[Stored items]
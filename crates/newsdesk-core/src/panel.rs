//! The news admin panel
//!
//! `NewsPanel` owns the form fields and the cached list. Every write goes
//! straight to the document store and is followed by a full re-fetch; the
//! cached list is never patched locally, so it always reflects the last
//! successful fetch.

use crate::auth::IdentityProvider;
use crate::error::{AuthError, Error, Result};
use crate::notify::Notifier;
use crate::store::DocumentStore;
use crate::types::{ListOrder, NewsDraft, NewsItem, NEWS_COLLECTION};
use std::sync::Arc;
use tracing::{debug, info, warn};

/// A form input the panel validates before submitting.
///
/// A field holding only whitespace counts as blank.
#[derive(Debug, Clone, Copy, PartialEq, Eq)]
pub enum FormField {
    Title,
    Content,
}

impl FormField {
    pub fn label(self) -> &'static str {
        match self {
            Self::Title => "title",
            Self::Content => "content",
        }
    }
}

/// Result of submitting the form
#[derive(Debug, Clone, PartialEq, Eq)]
pub enum SubmitOutcome {
    /// The store accepted the record and assigned this id
    Created(String),
    /// A required field was blank; nothing was sent
    Rejected(FormField),
    /// The request failed; carries the message shown to the user
    Failed(String),
}

/// Result of a delete action
#[derive(Debug, Clone, PartialEq, Eq)]
pub enum DeleteOutcome {
    Deleted,
    Failed(String),
}

pub struct NewsPanel {
    store: Arc<dyn DocumentStore>,
    identity: Arc<dyn IdentityProvider>,
    notifier: Arc<dyn Notifier>,
    collection: String,
    order: ListOrder,
    items: Vec<NewsItem>,
    title: String,
    content: String,
}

→ **WHAT YOU WILL DO**:
This exercise requires the entries above to be restated exactly.

→ **ANSWER SECTION**:
filename crates/newsdesk-core/src/panel.rs
//! The news admin panel
//!
//! `NewsPanel` owns the form fields and the cached list. Every write goes
//! straight to the document store and is followed by a full re-fetch; the
//! cached list is never patched locally, so it always reflects the last
//! successful fetch.

use crate::auth::IdentityProvider;
use crate::error::{AuthError, Error, Result};
use crate::notify::Notifier;
use crate::store::DocumentStore;
use crate::types::{ListOrder, NewsDraft, NewsItem, NEWS_COLLECTION};
use std::sync::Arc;
use tracing::{debug, info, warn};

/// A form input the panel validates before submitting.
///
/// A field holding only whitespace counts as blank.
#[derive(Debug, Clone, Copy, PartialEq, Eq)]
pub enum FormField {
    Title,
    Content,
}

impl FormField {
    pub fn label(self) -> &'static str {
        match self {
            Self::Title => "title",
            Self::Content => "content",
        }
    }
}

/// Result of submitting the form
#[derive(Debug, Clone, PartialEq, Eq)]
pub enum SubmitOutcome {
    /// The store accepted the record and assigned this id
    Created(String),
    /// A required field was blank; nothing was sent
    Rejected(FormField),
    /// The request failed; carries the message shown to the user
    Failed(String),
}

/// Result of a delete action
#[derive(Debug, Clone, PartialEq, Eq)]
pub enum DeleteOutcome {
    Deleted,
    Failed(String),
}

pub struct NewsPanel {
    store: Arc<dyn DocumentStore>,
    identity: Arc<dyn IdentityProvider>,
    notifier: Arc<dyn Notifier>,
    collection: String,
    order: ListOrder,
    items: Vec<NewsItem>,
    title: String,
    content: String,
}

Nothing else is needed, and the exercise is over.